Аксаков думал пробыть с год за границей, но пробыл в Германии, кажется, не более четырех месяцев, страдая тоской по Москве и порываясь к родному очагу, без которого жизнь была для него невозможна.
Европа не произвела на него приятного впечатления; он возвратился в Москву еще более яростным москвичом, чем был до своей поездки, и скоро сделался ожесточенным противником Запада и одним из самых фанатических представителей славянофилизма.
Ходило множество забавных рассказов из заграничной жизни Аксакова. Я помню один, справедливость которого, смеясь, подтверждал сам он.
На углу одной из берлинских улиц Аксаков заметил девочку лет 17-ти, продававшую что-то. Девушка эта ему понравилась. Она всякий день являлась на свое привычнее место, и он несколько раз в день проходил мимо нее, не решаясь, однако, заговорить с нею…
Однажды (дней через девять после того, как он в первый раз заметил ее) он решился заговорить с нею…
После нескольких несвязных слов, произнесенных дрожащим голосом, он спросил ее, знает ли она Шиллера, читала ли она его?
Девушка очень удивилась этому вопросу.
– Нет, – отвечала она, – я не знаю, о чем вы говорите; а не угодно ли вам что-нибудь купить у меня?
Аксаков купил какую-то безделушку и начал толковать ей, что Шиллер – один из замечательнейший германских поэтов, и в доказательство с жаром прочел ей несколько стихотворений.
Девушка выслушала его более с изумлением, чем с сочувствием.
Аксаков явился к ней на другой день и принес ей в подарок экземпляр полных сочинений Шиллера.
– Вот вам, – сказал он, – читайте его… Это принесет вам пользу. Вы увидите, что, независимо от таланта, личность Шиллера – самая чистая, самая идеальная, самая благородная…

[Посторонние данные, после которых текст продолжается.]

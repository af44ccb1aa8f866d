use std::collections::BTreeSet;
use std::rc::Rc;

use shared::CategoryError;
use yew::Reducible;

/// What the modal body shows, in priority order
#[derive(Debug, Clone, PartialEq)]
pub enum RenderMode {
    Hidden,
    CreateForm,
    Loading,
    Error(String),
    Empty,
    List,
}

/// Transient state owned by the category modal
#[derive(Debug, Clone, Default, PartialEq)]
pub struct CategoryModalState {
    deleting: BTreeSet<String>,
    delete_error: Option<CategoryError>,
    show_create_form: bool,
}

pub enum CategoryModalAction {
    BeginDelete(String),
    FinishDelete {
        category_id: String,
        result: Result<(), CategoryError>,
    },
    OpenCreateForm,
    CloseCreateForm,
    /// Modal hidden. Rows with a delete in flight stay marked until their
    /// `FinishDelete` arrives.
    Dismiss,
}

impl CategoryModalState {
    pub fn is_deleting(&self, category_id: &str) -> bool {
        self.deleting.contains(category_id)
    }

    pub fn delete_error(&self) -> Option<&CategoryError> {
        self.delete_error.as_ref()
    }

    pub fn show_create_form(&self) -> bool {
        self.show_create_form
    }

    pub fn render_mode(&self, show: bool, loading: bool, error: &str, category_count: usize) -> RenderMode {
        if !show {
            RenderMode::Hidden
        } else if self.show_create_form {
            RenderMode::CreateForm
        } else if loading {
            RenderMode::Loading
        } else if !error.is_empty() {
            RenderMode::Error(error.to_string())
        } else if category_count == 0 {
            RenderMode::Empty
        } else {
            RenderMode::List
        }
    }

    pub fn apply(&mut self, action: CategoryModalAction) {
        match action {
            CategoryModalAction::BeginDelete(category_id) => {
                self.delete_error = None;
                self.deleting.insert(category_id);
            }
            CategoryModalAction::FinishDelete { category_id, result } => {
                self.deleting.remove(&category_id);
                self.delete_error = result.err();
            }
            CategoryModalAction::OpenCreateForm => self.show_create_form = true,
            CategoryModalAction::CloseCreateForm => self.show_create_form = false,
            CategoryModalAction::Dismiss => {
                self.delete_error = None;
                self.show_create_form = false;
            }
        }
    }
}

impl Reducible for CategoryModalState {
    type Action = CategoryModalAction;

    fn reduce(self: Rc<Self>, action: Self::Action) -> Rc<Self> {
        let mut next = (*self).clone();
        next.apply(action);
        Rc::new(next)
    }
}

/// Edge detector for the parent-owned visibility flag
#[derive(Debug, Default)]
pub struct VisibilityTracker {
    visible: bool,
}

#[derive(Debug, Clone, Copy, PartialEq, Eq)]
pub enum VisibilityChange {
    Opened,
    Closed,
    Unchanged,
}

impl VisibilityTracker {
    pub fn observe(&mut self, show: bool) -> VisibilityChange {
        let change = match (self.visible, show) {
            (false, true) => VisibilityChange::Opened,
            (true, false) => VisibilityChange::Closed,
            _ => VisibilityChange::Unchanged,
        };
        self.visible = show;
        change
    }
}
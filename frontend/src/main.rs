mod components;
mod hooks;
mod services;

use web_sys::MouseEvent;
use yew::prelude::*;

use components::category_modal::CategoryModal;
use hooks::use_categories::use_categories;
use services::api::ApiClient;
use services::config::AppConfig;
use services::logging::Logger;
use services::session::SessionHandle;

#[derive(Properties, PartialEq)]
struct AppProps {
    config: AppConfig,
}

#[function_component(App)]
fn app(props: &AppProps) -> Html {
    let api_client = use_memo(props.config.api_base_url.clone(), |base_url| {
        ApiClient::with_base_url(base_url.clone())
    });
    let session = use_memo((), |_| SessionHandle::detect());
    let show_categories = use_state(|| false);

    let categories = use_categories(&api_client, &session, props.config.cache_ttl_ms);

    let open_categories = {
        let show_categories = show_categories.clone();
        Callback::from(move |_: MouseEvent| {
            show_categories.set(true);
        })
    };

    let close_categories = {
        let show_categories = show_categories.clone();
        Callback::from(move |_: ()| {
            show_categories.set(false);
        })
    };

    html! {
        <div class="dashboard">
            <header class="dashboard-header">
                <h1>{"Administration"}</h1>
            </header>

            <main class="dashboard-main">
                <section class="dashboard-card">
                    <h2>{"Categories"}</h2>
                    <p>{format!("{} loaded", categories.state.categories.len())}</p>
                    <button class="btn btn-primary" onclick={open_categories}>
                        {"Manage categories"}
                    </button>
                </section>
            </main>

            <CategoryModal
                show={*show_categories}
                on_close={close_categories}
                categories={categories.state.categories.clone()}
                loading={categories.state.loading}
                error={categories.state.error.clone()}
                load_categories={categories.reload.clone()}
                api_client={(*api_client).clone()}
                session={(*session).clone()}
            />
        </div>
    }
}

fn main() {
    console_error_panic_hook::set_once();

    let config = AppConfig::from_env();
    Logger::init(config.log_level);
    Logger::info_with_component("main", &format!("Category admin using API at {}", config.api_base_url));

    yew::Renderer::<App>::with_props(AppProps { config }).render();
}
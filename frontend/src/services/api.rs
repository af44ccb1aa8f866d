use async_trait::async_trait;
use gloo::net::http::{Request, Response};
use shared::{Category, CategoryError, CreateCategoryRequest};

/// Backend operations the category views depend on
#[async_trait(?Send)]
pub trait CategoryApi {
    async fn list_categories(&self) -> Result<Vec<Category>, CategoryError>;

    async fn create_category(
        &self,
        request: &CreateCategoryRequest,
        admin_id: &str,
    ) -> Result<Category, CategoryError>;

    async fn delete_category(&self, category_id: &str, admin_id: &str) -> Result<(), CategoryError>;
}

/// API client for the category service
#[derive(Debug, Clone, PartialEq)]
pub struct ApiClient {
    base_url: String,
}

impl ApiClient {
    /// Create a new API client with a custom base URL
    pub fn with_base_url(base_url: String) -> Self {
        Self {
            base_url: base_url.trim_end_matches('/').to_string(),
        }
    }

    pub fn list_url(&self) -> String {
        format!("{}/category/all", self.base_url)
    }

    pub fn create_url(&self) -> String {
        format!("{}/category/create", self.base_url)
    }

    pub fn delete_url(&self, category_id: &str) -> String {
        format!(
            "{}/category/delete_category/{}",
            self.base_url,
            String::from(js_sys::encode_uri_component(category_id))
        )
    }
}

async fn error_from(response: Response, fallback: &str) -> CategoryError {
    let status = response.status();
    let body = response.text().await.unwrap_or_default();
    CategoryError::from_response(status, &body, fallback)
}

#[async_trait(?Send)]
impl CategoryApi for ApiClient {
    async fn list_categories(&self) -> Result<Vec<Category>, CategoryError> {
        let response = Request::get(&self.list_url())
            .send()
            .await
            .map_err(|e| CategoryError::Network(e.to_string()))?;

        if !response.ok() {
            return Err(error_from(response, CategoryError::LIST_FALLBACK).await);
        }

        response
            .json::<Vec<Category>>()
            .await
            .map_err(|e| CategoryError::Decode(e.to_string()))
    }

    async fn create_category(
        &self,
        request: &CreateCategoryRequest,
        admin_id: &str,
    ) -> Result<Category, CategoryError> {
        let response = Request::post(&self.create_url())
            .query([("UserAdminId", admin_id)])
            .json(request)
            .map_err(|e| CategoryError::Network(format!("Failed to serialize request: {}", e)))?
            .send()
            .await
            .map_err(|e| CategoryError::Network(e.to_string()))?;

        if !response.ok() {
            return Err(error_from(response, CategoryError::CREATE_FALLBACK).await);
        }

        response
            .json::<Category>()
            .await
            .map_err(|e| CategoryError::Decode(e.to_string()))
    }

    async fn delete_category(&self, category_id: &str, admin_id: &str) -> Result<(), CategoryError> {
        let response = Request::delete(&self.delete_url(category_id))
            .query([("UserAdminId", admin_id)])
            .header("Content-Type", "application/json")
            .send()
            .await
            .map_err(|e| CategoryError::Network(e.to_string()))?;

        if response.ok() {
            Ok(())
        } else {
            Err(error_from(response, CategoryError::DELETE_FALLBACK).await)
        }
    }
}
pub mod api;
pub mod category_cache;
pub mod config;
pub mod logging;
pub mod session;

#[cfg(test)]
pub mod fake_api;
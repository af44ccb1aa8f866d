pub mod category_card;
pub mod category_modal;
pub mod create_category_form;
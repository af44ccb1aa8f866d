use shared::{CachedCategories, Category};

use super::config::CATEGORIES_CACHE_KEY;
use super::logging::Logger;
use super::session::SessionHandle;

/// Cached category list if one exists and is younger than `ttl_ms`.
/// Unreadable snapshots are dropped.
pub fn read_fresh(session: &SessionHandle, now_ms: i64, ttl_ms: i64) -> Option<Vec<Category>> {
    let raw = session.store().get(CATEGORIES_CACHE_KEY)?;

    match serde_json::from_str::<CachedCategories>(&raw) {
        Ok(cached) if cached.is_fresh(now_ms, ttl_ms) => Some(cached.categories),
        Ok(_) => None,
        Err(e) => {
            Logger::warn_with_component("category-cache", &format!("Discarding unreadable snapshot: {}", e));
            invalidate(session);
            None
        }
    }
}

pub fn store(session: &SessionHandle, categories: &[Category], now_ms: i64) {
    let snapshot = CachedCategories::new(categories.to_vec(), now_ms);
    match serde_json::to_string(&snapshot) {
        Ok(json) => session.store().set(CATEGORIES_CACHE_KEY, &json),
        Err(e) => Logger::warn_with_component("category-cache", &format!("Failed to serialize snapshot: {}", e)),
    }
}

/// Forces the next load to go to the network
pub fn invalidate(session: &SessionHandle) {
    session.store().remove(CATEGORIES_CACHE_KEY);
}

– Благодарю вас, – произнесла девушка, делая книксен, – а позвольте спросить, сколько стоят эти книжки?..
– Четыре талера.
– Ах боже мой, сколько! – наивно воскликнула девушка. – Благодарю вас… Но уж если вы так добры, так лучше бы вы мне вместо книжек деньгами дали…
Аксаков побледнел, убежал от нее с ужасом и с тех пор избегал даже проходить мимо того угла, где она вела свою торговлю.
* * *Ненависть к Петербургу, как читатель уже видел, питали не одни московские славянофилы, а и москвичи-западники, как, например, Корш и Кетчер.
Надобно было посмотреть на бедного Кетчера, когда он вздумал было переселиться в Петербург, по совету своего брата, на службу в Медицинский департамент! Кетчеру была необходима жизнь нараспашку, в каком-нибудь маленьком деревянном флигельке с садиком или по крайней мере с палисадником, в котором бы он мог копаться запросто в халате: садить огурцы и подсолнечники; вести небольшое хозяйство, иметь небольшие запасы, – для этого требовались различные чуланчики, небольшой отдельный погребок и тому подобное…
В Москве он легко пользовался всеми этими удобствами: сохранял кислую капусту до осени и угощал середи лета друзей своих жирными селянками; по утрам он беспрестанно переходил от своих гряд с огурцами к переводу Шекспира и от Шекспира снова к огурцам; после раннего обеда отправлялся куда-нибудь за город к приятелям и собирал дорогой еще иногда грибы, проходя через какой-нибудь лесок, а вечером кричал и хохотал на вольном воздухе, разливая шампанское… После такой привольной, размашистой жизни он вдруг очутился в тесной квартире огромного петербургского дома, по крайней мере с 4000 обитателей, на самом верху: грязная лестница, ни одного чуланчика, ни одной травки на вымощенном дворе, – все как-то узко, тесно… и приятели – люди небогатые и расчетливые, у которых шампанское не появляется всякий день?.. Ни голосу, ни движениям, ни размашистым привычкам нет никакого простора.